I’m always happy to have a conversation with a vendor to tell them what we’re hearing. We do a lot of one-to-one partner marketing concierge engagements, so my team is dealing with anywhere from 10 to a 100 partners at any given time. We can just pick up the phone and say, “Hey, this company wants to run a program like this. Is that something you would ever use?”

The other thing that I suggest is doing unbiased assessments. We’re doing an engagement right now where a vendor has given us log-ins to their partner portal. We’re using the portal. We’re using the marketing automation tool. We’re using the MDF platform. And we’re able to provide a partner perspective on these tools that can be difficult for vendors to obtain on their own.

How do you get past the problem of trying to please all of the people all of the time?

Juliann Grant

How do you resolve the conflict between making sure all of your partners have a “Zagat Top-Rated Experience” and the 80/20 rule? At the end of the day, 20 percent of your partners are going to do 80 percent of your business. Isn’t a vendor’s first priority to dig in and identify the partners that are going to give the most lift for the investment? Isn’t that where vendors should focus their energy?

That’s the on-going thesis and I think it’s generally accurate. But I also think that things are changing. Just below that 20 percent, there’s another 10 or 20 percent of partners ready to grow, ready to sell more with you and less with other vendors. If you ignore that group of partners, you’re telling them to go do business with somebody else.

I think that in times past, vendors looked at onboarding partners the way we look at buying a car: you choose the one you want, and it’s yours. But with the playing field being more level now, the process is more like dating. Vendors want the best partners; partners want the best vendors. Both sides are free to choose. The tables have turned a bit and now it’s time for vendors to get a lot better at wooing their prospective partners.

Things are so fluid now in the channel. Partners that seem to be underperforming one day can become the stars of tomorrow.

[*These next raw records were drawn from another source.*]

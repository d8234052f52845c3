//! Thread-safe bounded cache with per-entry expiry.
//!
//! This module provides [`BoundedCache`], an in-memory map whose entries
//! expire after a time-to-live and whose size is capped by evicting entries
//! according to an [`EvictionPolicy`].

use std::collections::HashMap;
use std::hash::Hash;
use std::sync::atomic::{AtomicU64, Ordering};
use std::time::Duration;

use parking_lot::Mutex;
use tokio::time::Instant;
use tracing::debug;

use crate::config::{CacheConfig, EvictionPolicy};
use crate::stats::CacheStats;

/// Cap on TTLs that would overflow the clock.
const MAX_TTL: Duration = Duration::from_secs(100 * 365 * 24 * 60 * 60);

/// A stored value with its bookkeeping.
#[derive(Debug)]
struct CacheEntry<V> {
    value: V,
    expires_at: Instant,
    /// Logical access clock value of the last read or write.
    last_access: u64,
    /// Position in insertion order; kept when the value is overwritten.
    insertion_order: u64,
}

impl<V> CacheEntry<V> {
    fn is_expired(&self, now: Instant) -> bool {
        now >= self.expires_at
    }
}

/// Table state guarded by a single lock.
#[derive(Debug)]
struct CacheState<K, V> {
    entries: HashMap<K, CacheEntry<V>>,
    max_entries: usize,
    next_access: u64,
    next_insertion: u64,
}

impl<K, V> CacheState<K, V> {
    fn access_tick(&mut self) -> u64 {
        self.next_access += 1;
        self.next_access
    }

    fn insertion_tick(&mut self) -> u64 {
        self.next_insertion += 1;
        self.next_insertion
    }
}

/// An in-memory cache with TTL expiry and capacity-bounded eviction.
///
/// All operations are infallible: a full cache evicts rather than rejecting
/// writes, and an expired entry reads as absent. Eviction runs inside the
/// same critical section as the write that triggered it.
#[derive(Debug)]
pub struct BoundedCache<K, V> {
    policy: EvictionPolicy,
    default_ttl: Duration,
    state: Mutex<CacheState<K, V>>,
    hits: AtomicU64,
    misses: AtomicU64,
    writes: AtomicU64,
    evictions: AtomicU64,
    expirations: AtomicU64,
}

impl<K, V> BoundedCache<K, V>
where
    K: Eq + Hash + Clone,
    V: Clone,
{
    /// Creates a cache with the given configuration.
    #[must_use]
    pub fn new(config: &CacheConfig) -> Self {
        Self {
            policy: config.eviction_policy,
            default_ttl: config.default_ttl(),
            state: Mutex::new(CacheState {
                entries: HashMap::new(),
                max_entries: config.effective_max_entries(),
                next_access: 0,
                next_insertion: 0,
            }),
            hits: AtomicU64::new(0),
            misses: AtomicU64::new(0),
            writes: AtomicU64::new(0),
            evictions: AtomicU64::new(0),
            expirations: AtomicU64::new(0),
        }
    }

    /// Creates a cache with the given capacity and policy and the default TTL.
    #[must_use]
    pub fn with_capacity(max_entries: usize, policy: EvictionPolicy) -> Self {
        Self::new(&CacheConfig::new(max_entries, policy))
    }

    /// Returns the value for `key` if present and not expired.
    ///
    /// An expired entry is removed on the way out. A hit refreshes the
    /// entry's recency.
    pub fn get(&self, key: &K) -> Option<V> {
        let now = Instant::now();
        let mut state = self.state.lock();

        let expired = match state.entries.get(key) {
            Some(entry) => entry.is_expired(now),
            None => {
                self.misses.fetch_add(1, Ordering::Relaxed);
                return None;
            }
        };

        if expired {
            state.entries.remove(key);
            self.expirations.fetch_add(1, Ordering::Relaxed);
            self.misses.fetch_add(1, Ordering::Relaxed);
            return None;
        }

        let tick = state.access_tick();
        let value = state.entries.get_mut(key).map(|entry| {
            entry.last_access = tick;
            entry.value.clone()
        });
        if value.is_some() {
            self.hits.fetch_add(1, Ordering::Relaxed);
        }
        value
    }

    /// Returns true if a live entry exists, without touching its recency.
    pub fn contains_key(&self, key: &K) -> bool {
        let now = Instant::now();
        self.state
            .lock()
            .entries
            .get(key)
            .is_some_and(|entry| !entry.is_expired(now))
    }

    /// Stores `value` under `key` for `ttl`, evicting if over capacity.
    ///
    /// Overwriting refreshes value, expiry and recency but keeps the key's
    /// original insertion position.
    pub fn set(&self, key: K, value: V, ttl: Duration) {
        let now = Instant::now();
        let expires_at = now + ttl.min(MAX_TTL);

        let mut guard = self.state.lock();
        let state = &mut *guard;
        let tick = state.access_tick();

        if let Some(entry) = state.entries.get_mut(&key) {
            entry.value = value;
            entry.expires_at = expires_at;
            entry.last_access = tick;
        } else {
            let insertion_order = state.insertion_tick();
            state.entries.insert(
                key,
                CacheEntry {
                    value,
                    expires_at,
                    last_access: tick,
                    insertion_order,
                },
            );
        }

        self.writes.fetch_add(1, Ordering::Relaxed);
        self.evict_overflow(state, now);
    }

    /// Stores `value` under `key` with the configured default TTL.
    pub fn set_default(&self, key: K, value: V) {
        self.set(key, value, self.default_ttl);
    }

    /// Removes `key`. Returns true if an entry was present.
    pub fn delete(&self, key: &K) -> bool {
        self.state.lock().entries.remove(key).is_some()
    }

    /// Removes every expired entry and returns how many were removed.
    pub fn sweep_expired(&self) -> usize {
        let now = Instant::now();
        let mut state = self.state.lock();

        let before = state.entries.len();
        state.entries.retain(|_, entry| !entry.is_expired(now));
        let removed = before - state.entries.len();

        if removed > 0 {
            self.expirations.fetch_add(removed as u64, Ordering::Relaxed);
        }
        debug!(removed, size = state.entries.len(), "swept expired cache entries");

        removed
    }

    /// Removes every entry. Counters are kept.
    pub fn clear(&self) {
        self.state.lock().entries.clear();
    }

    /// Changes the capacity, clamped to at least 1, evicting immediately if
    /// the cache is now over it.
    pub fn set_max_size(&self, max_entries: usize) {
        let now = Instant::now();
        let mut guard = self.state.lock();
        let state = &mut *guard;
        state.max_entries = max_entries.max(1);
        self.evict_overflow(state, now);
    }

    /// Returns the capacity.
    #[must_use]
    pub fn max_size(&self) -> usize {
        self.state.lock().max_entries
    }

    /// Returns the number of stored entries, including expired ones not yet
    /// swept.
    #[must_use]
    pub fn len(&self) -> usize {
        self.state.lock().entries.len()
    }

    /// Returns true if the cache holds no entries.
    #[must_use]
    pub fn is_empty(&self) -> bool {
        self.state.lock().entries.is_empty()
    }

    /// Returns the eviction policy.
    #[must_use]
    pub const fn policy(&self) -> EvictionPolicy {
        self.policy
    }

    /// Returns the TTL used by [`set_default`](Self::set_default).
    #[must_use]
    pub const fn default_ttl(&self) -> Duration {
        self.default_ttl
    }

    /// Returns a snapshot of the counters.
    #[must_use]
    pub fn stats(&self) -> CacheStats {
        let (size, max_size) = {
            let state = self.state.lock();
            (state.entries.len(), state.max_entries)
        };

        CacheStats {
            hits: self.hits.load(Ordering::Relaxed),
            misses: self.misses.load(Ordering::Relaxed),
            writes: self.writes.load(Ordering::Relaxed),
            evictions: self.evictions.load(Ordering::Relaxed),
            expirations: self.expirations.load(Ordering::Relaxed),
            size,
            max_size,
            policy: self.policy,
        }
    }

    /// Evicts exactly `len - max_entries` entries when over capacity.
    ///
    /// Expired entries go first, then entries in policy order. Sorting is
    /// stable and ties fall back to insertion order.
    fn evict_overflow(&self, state: &mut CacheState<K, V>, now: Instant) -> usize {
        let len = state.entries.len();
        if len <= state.max_entries {
            return 0;
        }
        let excess = len - state.max_entries;

        let mut ranked: Vec<(bool, u64, u64, &K)> = state
            .entries
            .iter()
            .map(|(key, entry)| {
                let primary = match self.policy {
                    EvictionPolicy::Lru => entry.last_access,
                    EvictionPolicy::Fifo => entry.insertion_order,
                };
                (!entry.is_expired(now), primary, entry.insertion_order, key)
            })
            .collect();
        ranked.sort_by_key(|&(live, primary, order, _)| (live, primary, order));

        let victims: Vec<K> = ranked
            .into_iter()
            .take(excess)
            .map(|(_, _, _, key)| key.clone())
            .collect();

        for key in &victims {
            state.entries.remove(key);
        }

        self.evictions.fetch_add(victims.len() as u64, Ordering::Relaxed);
        debug!(
            evicted = victims.len(),
            size = state.entries.len(),
            max_size = state.max_entries,
            policy = %self.policy,
            "evicted cache entries"
        );

        victims.len()
    }
}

That’s right. Vendors can no longer look at past experience as an indicator of future performance. Partners that have been in business for decades can create a lot of revenue. But so can those that have just started out. In fact, with technology changing so fast, more agile partners may have a better handle on emerging technologies.

Vendors need to get to know as many partners as they can, understand their strengths and weaknesses, and use technology to efficiently provide them with access to the resources, tools, and people they need to succeed.

But of all the things vendors can do to attract and retain the best partners, I think the most important is to ensure that all of their programs and resources provide the partners with a positive “partner journey.”